Troppo grave, infatti, era la minaccia dai temibili U-Boot dell'ammiraglio Donitz, la cui eccellente organizzazione e tattica operativa decimava letteralmente le navi da trasporto americane durante il loro lungo viaggi attraverso l'Atlantico.
Nonostante l'urgente necessità bellica, tuttavia, il programma non ottenne particolari interessi da parte della grande industria aeronautica nazionale, in quanto le specifiche tecniche del futuro aeroplano erano state giudicate a dir poco proibitive.
Particolarmente dissuasiva, inoltre, era stata la previsione che il nuovo apparecchio avrebbe dovuto e potuto fare affidamento solamente su materiali non strategici, soprattutto di origine lignea, la quale rappresentavano un grosso ostacolo strutturale alla fattibilità stessa della specifica.
Nello scetticismo di base, tuttavia, vuoi perché sfida, vuoi perché ritenuta una richiesta “impossibile”, fra il disinteresse generale emerse la proposta avanzata dal noto e facoltoso industriale, nonché produttore cinematografico, Howard Hughes, il quale, forte della collaborazione del magnate armatore Henry J. Kaiser, decise di prendersi formalmente carico del progetto affidandolo alla propria personale industria aeronautica con la sigla di HK-1.

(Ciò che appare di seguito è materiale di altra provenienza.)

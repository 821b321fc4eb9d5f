//! Packet sinks: nowhere, a file, or a UDP peer.

use crate::error::{CaptureError, Result};
use crate::format::ts::TsPacket;
use crate::format::udp::UdpPacketWriter;
use crate::format::PacketWriter;
use log::info;
use std::path::{Path, PathBuf};
use tokio::fs::File;
use tokio::io::{AsyncWriteExt, BufWriter};

/// Destination chosen from the `-out` flag.
#[derive(Debug, Clone, PartialEq, Eq)]
pub enum SinkSpec {
    /// Empty destination: read and drop.
    Discard,
    /// Anything with a colon: `HOST:PORT`, split at the first colon.
    Udp {
        /// Empty means the local system.
        host: String,
        /// Port, not yet validated.
        port: String,
    },
    /// Anything else is a file path.
    File(PathBuf),
}

impl SinkSpec {
    /// Classifies the destination. Never fails; errors surface in [`SinkSpec::open`].
    pub fn parse(dest: &str) -> Self {
        if dest.is_empty() {
            SinkSpec::Discard
        } else if let Some((host, port)) = dest.split_once(':') {
            SinkSpec::Udp {
                host: host.to_string(),
                port: port.to_string(),
            }
        } else {
            SinkSpec::File(PathBuf::from(dest))
        }
    }

    /// Creates the file or connects the socket.
    pub async fn open(&self) -> Result<Sink> {
        match self {
            SinkSpec::Discard => {
                info!("Discarding packets");
                Ok(Sink::Discard(DiscardSink))
            }
            SinkSpec::Udp { host, port } => Ok(Sink::Udp(UdpPacketWriter::connect(host, port).await?)),
            SinkSpec::File(path) => Ok(Sink::File(FileSink::create(path).await?)),
        }
    }
}

impl From<&str> for SinkSpec {
    fn from(dest: &str) -> Self {
        Self::parse(dest)
    }
}

/// Accepts everything, keeps nothing.
#[derive(Debug, Clone, Copy, Default)]
pub struct DiscardSink;

#[async_trait::async_trait]
impl PacketWriter for DiscardSink {
    async fn write_packet(&mut self, _pkt: &TsPacket) -> Result<()> {
        Ok(())
    }
}

/// Appends raw packets to a file, truncating it first.
#[derive(Debug)]
pub struct FileSink {
    writer: BufWriter<File>,
}

impl FileSink {
    /// Creates or truncates the file at `path`.
    pub async fn create<P: AsRef<Path>>(path: P) -> Result<Self> {
        let path = path.as_ref();
        let file = File::create(path).await.map_err(|e| {
            CaptureError::Io(std::io::Error::new(
                e.kind(),
                format!("create {}: {}", path.display(), e),
            ))
        })?;
        info!("Writing packets to {}", path.display());
        Ok(Self {
            writer: BufWriter::new(file),
        })
    }
}

#[async_trait::async_trait]
impl PacketWriter for FileSink {
    async fn write_packet(&mut self, pkt: &TsPacket) -> Result<()> {
        self.writer.write_all(pkt.as_bytes()).await?;
        Ok(())
    }

    async fn finish(&mut self) -> Result<()> {
        self.writer.flush().await?;
        Ok(())
    }
}

/// The sink selected at startup.
#[derive(Debug)]
pub enum Sink {
    /// `-out` was empty.
    Discard(DiscardSink),
    /// `-out` was a path.
    File(FileSink),
    /// `-out` was `HOST:PORT`.
    Udp(UdpPacketWriter),
}

#[async_trait::async_trait]
impl PacketWriter for Sink {
    async fn write_packet(&mut self, pkt: &TsPacket) -> Result<()> {
        match self {
            Sink::Discard(s) => s.write_packet(pkt).await,
            Sink::File(s) => s.write_packet(pkt).await,
            Sink::Udp(s) => s.write_packet(pkt).await,
        }
    }

    async fn finish(&mut self) -> Result<()> {
        match self {
            Sink::Discard(s) => s.finish().await,
            Sink::File(s) => s.finish().await,
            Sink::Udp(s) => s.finish().await,
        }
    }
}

Senza grosse alternative, pertanto, il governo nordamericano accettò tale proposta, commissionando e finanziando la costruzione di tre prototipi alla condizione che, come anticipato, fossero costruiti in larga parte senza i preziosi metalli leggeri aeronautici.
Nonostante gli entusiasmi del momento, però, l'eccessiva ambizione del programma unitamente alla scarsa esperienza di settore da parte dei due industriali portò ad una inevitabile serie di ritardi sulla tabella di marcia: se da un lato Hughes si era sino ad allora limitato a realizzare velivoli sportivi e le sue proposte militari avevano ottenuto modesti successi, dall'altro Kaiser aveva costruito la sua fama sulla produzione di navi mercantili, con conseguente difformità di vedute sulla gestione del progetto e sulla sua relativa organizzazione.
Divenuta oramai incompatibile con le rispettive idee tecniche, quindi, la convivenza dei due imprenditori venne pertanto interrotta per via dell'abbandono dalla partnership di Henry Kaiser e con la conseguente ridenominazione del velivolo in Hughes H-4 Hercules.
Riassetti di vertice a parte, tuttavia, il programma non trasse particolari giovamenti dalla nuova compagine sociale, la quale, molto probabilmente afflitta dall'eccentricità dello stesso Hughes, incappò in una costante serie di ritardi che ne rallentò ulteriormente gli sviluppi e soprattutto la costruzione: ultimato soltanto nel 1947, infatti, il grosso idrovolante non aveva più ragione d'esistere, tanto che la forzata prosecuzione del programma e gli elevati costi ad esso connessi sollevarono non poche critiche in seno al Senato degli Stati Uniti, di cui alcuni esponenti accusarono Hughes di cattiva gestione dei fondi pubblici.
Difesosi in una situazione e con metodi degni di una trama cinematografica, Hughes decise di fare buon viso a cattivo gioco e di portare comunque in volo il suo “Spruce Goose”, traducibile come “l'Oca d'Abete”, ossia il detestato nomignolo con cui era stato ribattezzato il grosso idrovolante, partendo alla volta della California per dimostrare tanto all'opinione pubblica, quanto agli scettici, che il suo aereo poteva tranquillamente volare.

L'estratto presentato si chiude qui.